A new yardstick for comparing mutation patterns
The authors build on the idea of a “mutation spectrum,” the overall mix of mutation types across a tumor’s genome. Existing work often breaks these spectra into predefined “signatures” thought to represent specific biological processes, then inspects which signatures appear in which tumors. That approach is useful for storytelling but not ideal for formal testing: it can be hard to tell whether two groups truly differ once you account for natural variation within each group and the uncertainty in assigning signatures. The new method, called the aggregate mutation spectrum distance (AMSD), sidesteps this by working directly on the raw spectra and asking, in a statistically controlled way, whether two groups’ average spectra are more different than expected by chance.

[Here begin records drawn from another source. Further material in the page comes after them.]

//! The minimal backing-store contract the engine depends on (§6), plus
//! the two concrete implementations that ship with this crate.
//!
//! The backing store itself is out of scope for the engine's semantics:
//! it is an opaque, ordered key→value byte store. Everything the engine
//! needs from it is captured in the [`Storage`] trait.

pub mod file;
pub mod log;
pub mod memory;

use crate::error::CResult;

/// A value as held by the backing store: an opaque byte buffer plus
/// optional metadata. Metadata is only ever used to carry an alarm's
/// scheduled time (ms since epoch); the engine never inspects the value
/// bytes themselves.
#[derive(Clone, Debug, PartialEq, Eq, Default)]
pub struct StoredEntry {
    pub value: Vec<u8>,
    pub metadata: Option<i64>,
}

impl StoredEntry {
    pub fn new(value: Vec<u8>) -> Self {
        Self { value, metadata: None }
    }

    pub fn with_metadata(value: Vec<u8>, metadata: i64) -> Self {
        Self { value, metadata: Some(metadata) }
    }
}

/// Options accepted by [`Storage::list`], mirroring the operator-level
/// `list` options of §4.2/§4.3.
#[derive(Clone, Debug, Default)]
pub struct ListOptions {
    /// Inclusive lower bound. Mutually exclusive with `start_after`.
    pub start: Option<Vec<u8>>,
    /// Exclusive lower bound. Mutually exclusive with `start`.
    pub start_after: Option<Vec<u8>>,
    /// Exclusive upper bound.
    pub end: Option<Vec<u8>>,
    /// Restrict to keys with this byte prefix.
    pub prefix: Option<Vec<u8>>,
    /// Iterate in reverse lexicographic order.
    pub reverse: bool,
    /// Maximum number of keys to return.
    pub limit: Option<usize>,
}

/// Status/diagnostics for a backing store, following the shape of the
/// teacher's `storage::Status`.
#[derive(Clone, Debug, PartialEq, Default)]
pub struct Status {
    pub name: String,
    pub keys: u64,
    pub size: u64,
}

/// The backing K→V byte store the engine is built on top of. Implementors
/// own an ordered key space and support the batch operations the
/// engine's flush pipeline requires.
///
/// Like the teacher's `Engine` trait, every method takes `&mut self`:
/// a `Storage` is owned exclusively by the one `StorageEngine` built on
/// top of it, and all access to it is already serialized by that
/// engine's [`crate::mutex::ReadWriteMutex`].
pub trait Storage: Send + Sync {
    fn get(&mut self, key: &[u8]) -> CResult<Option<StoredEntry>>;

    fn get_many(&mut self, keys: &[Vec<u8>]) -> CResult<Vec<Option<StoredEntry>>> {
        keys.iter().map(|k| self.get(k)).collect()
    }

    fn put(&mut self, key: &[u8], entry: StoredEntry) -> CResult<()>;

    fn put_many(&mut self, pairs: Vec<(Vec<u8>, StoredEntry)>) -> CResult<()> {
        for (k, v) in pairs {
            self.put(&k, v)?;
        }
        Ok(())
    }

    /// Deletes a key, returning whether it was present beforehand.
    fn delete(&mut self, key: &[u8]) -> CResult<bool>;

    /// Deletes a batch of keys, returning how many were present beforehand.
    fn delete_many(&mut self, keys: &[Vec<u8>]) -> CResult<usize> {
        let mut count = 0;
        for k in keys {
            if self.delete(k)? {
                count += 1;
            }
        }
        Ok(count)
    }

    /// Sorted key enumeration, honoring `start`/`start_after`/`end`/
    /// `prefix`/`reverse`/`limit`.
    fn list(&mut self, opts: &ListOptions) -> CResult<Vec<(Vec<u8>, StoredEntry)>>;

    fn status(&mut self) -> CResult<Status>;
}

/// Applies the non-prefix bounds of [`ListOptions`] to an already
/// lexicographically sorted key set, shared by every `Storage`
/// implementation's `list`.
pub(crate) fn apply_list_options(
    mut entries: Vec<(Vec<u8>, StoredEntry)>,
    opts: &ListOptions,
) -> Vec<(Vec<u8>, StoredEntry)> {
    if let Some(prefix) = &opts.prefix {
        entries.retain(|(k, _)| k.starts_with(prefix.as_slice()));
    }
    if let Some(start) = &opts.start {
        entries.retain(|(k, _)| k >= start);
    }
    if let Some(start_after) = &opts.start_after {
        entries.retain(|(k, _)| k > start_after);
    }
    if let Some(end) = &opts.end {
        entries.retain(|(k, _)| k < end);
    }
    entries.sort_by(|a, b| a.0.cmp(&b.0));
    if opts.reverse {
        entries.reverse();
    }
    if let Some(limit) = opts.limit {
        entries.truncate(limit);
    }
    entries
}

#[cfg(test)]
mod tests {
    use super::*;

    /// Generates the common point-op and scan test battery for any
    /// `Storage` implementation, mirroring the teacher's `test_engine!`
    /// macro in `kv::storage::tests`.
    macro_rules! test_storage {
        ($setup:expr) => {
            #[test]
            fn point_ops() -> CResult<()> {
                let mut s = $setup;
                assert_eq!(s.get(b"a")?, None);
                s.put(b"a", StoredEntry::new(vec![1]))?;
                assert_eq!(s.get(b"a")?, Some(StoredEntry::new(vec![1])));
                s.put(b"a", StoredEntry::new(vec![2]))?;
                assert_eq!(s.get(b"a")?, Some(StoredEntry::new(vec![2])));
                assert!(s.delete(b"a")?);
                assert_eq!(s.get(b"a")?, None);
                assert!(!s.delete(b"a")?);
                Ok(())
            }

            #[test]
            fn list_ordering_and_limit() -> CResult<()> {
                let mut s = $setup;
                for k in [b"a", b"b", b"c", b"d"] {
                    s.put(k, StoredEntry::new(vec![0]))?;
                }
                let all = s.list(&ListOptions::default())?;
                assert_eq!(
                    all.iter().map(|(k, _)| k.clone()).collect::<Vec<_>>(),
                    vec![b"a".to_vec(), b"b".to_vec(), b"c".to_vec(), b"d".to_vec()]
                );
                let limited = s.list(&ListOptions { limit: Some(2), ..Default::default() })?;
                assert_eq!(limited.len(), 2);
                let reversed = s.list(&ListOptions { reverse: true, ..Default::default() })?;
                assert_eq!(
                    reversed.iter().map(|(k, _)| k.clone()).collect::<Vec<_>>(),
                    vec![b"d".to_vec(), b"c".to_vec(), b"b".to_vec(), b"a".to_vec()]
                );
                Ok(())
            }

            #[test]
            fn metadata_round_trips() -> CResult<()> {
                let mut s = $setup;
                s.put(b"alarm", StoredEntry::with_metadata(vec![], 12345))?;
                assert_eq!(s.get(b"alarm")?.unwrap().metadata, Some(12345));
                Ok(())
            }
        };
    }

    mod memory {
        use super::super::memory::MemoryStorage;
        use super::*;
        test_storage!(MemoryStorage::new());
    }

    mod file {
        use super::super::file::FileStorage;
        use super::*;
        test_storage!(FileStorage::create(
            tempfile::tempdir().unwrap().path().join("objstore.db")
        )?);
    }
}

How the AMSD test works under the hood
AMSD first combines the mutation data from all tumors in each group into one “aggregate” spectrum per group, either giving each tumor equal weight or weighting them by how many mutations they carry. It then measures how far apart these two spectra are using a distance measure such as cosine distance, which captures how different their shapes are. To decide if that observed distance is meaningful, the method uses a permutation test: it repeatedly shuffles which tumors belong to which group, recomputes the distance thousands of times, and builds up a “null” distribution of distances expected if there were no real group difference. The p-value is simply the fraction of shuffled comparisons that look at least as extreme as the real one. This framework naturally handles uneven sample sizes and mutation counts, and its null distribution can even hint at hidden subtypes or outliers in the data.

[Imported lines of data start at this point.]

use tracing_subscriber::{prelude::*, EnvFilter, Registry};

/// Initialize tracing
///
/// Filtering follows `RUST_LOG` and falls back to `info`.
pub fn init(json: bool) -> anyhow::Result<()> {
    let env_filter = EnvFilter::try_from_default_env().or_else(|_| EnvFilter::try_new("info"))?;

    if json {
        let logger = tracing_subscriber::fmt::layer().json();
        let collector = Registry::default().with(logger).with(env_filter);
        tracing::subscriber::set_global_default(collector)?;
    } else {
        let logger = tracing_subscriber::fmt::layer().compact();
        let collector = Registry::default().with(logger).with(env_filter);
        tracing::subscriber::set_global_default(collector)?;
    }

    Ok(())
}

Hidden effects of cancer-causing chemicals in mice
To show what AMSD can do, the team reanalyzed a study in which mice were exposed to 20 different suspected carcinogens, and tumors from these animals were compared with tumors from unexposed control mice. The original study had only reported three chemicals that produced unmistakable new mutation signatures. Using AMSD, the authors found that 11 of 20 carcinogens produced statistically significant shifts in the overall mutation spectrum, even when the classic signature analysis had not flagged them. Some chemicals, like 1,2,3-trichloropropane, did create large, easily recognized changes. Others, such as the tranquilizer oxazepam, produced subtler but consistent shifts in certain mutation types that were invisible when looking only at standard signatures. These results suggest that many carcinogens may not introduce brand-new damage types but instead tweak the balance of the body’s existing mutation processes, for example by altering DNA repair or cell growth.
Mutation patterns and human ancestry
The authors then turned to a large human tumor collection from The Cancer Genome Atlas, focusing on cancers where there were enough tumors from people of African, East Asian, and European genetic ancestry. Using AMSD, they compared mutation spectra between ancestry groups within each cancer type. They uncovered significant differences in 16 of 67 tested comparisons after correcting for multiple testing, with six remaining highly robust. Some patterns echoed prior findings, such as higher exposure to a smoking-related mutation pattern in lung cancers from patients of African ancestry, even though these patients reported smoking fewer cigarettes than European-ancestry patients. Other results were new, including a marked difference in a pair of mutation patterns (SBS17a/b) between East Asian and European patients with esophageal cancer, and higher levels of certain polymerase-related mutation patterns in East Asian patients with uterine and colorectal cancers. The study emphasizes that these ancestry associations may reflect environmental, medical, or social differences as much as genetic ones, but they reveal real differences in how tumors accumulate mutations.
Why this tool changes the picture
Together, these analyses show that AMSD is a sensitive and broadly applicable way to detect when and where mutation patterns diverge – whether due to chemical exposure, ancestry, or other factors. It does not replace traditional signature analysis; instead, it complements it by first asking the clean question “do these groups differ at all?” and then using signatures to help explain why. By working directly on raw mutation spectra and minimizing the number of separate tests, AMSD can uncover subtle but consistent shifts that might otherwise be dismissed as noise. As cancer datasets grow larger and more diverse, this simple permutation-based yardstick is poised to help researchers map how environment, genetics, and chance combine to shape the DNA scars left behind in tumors.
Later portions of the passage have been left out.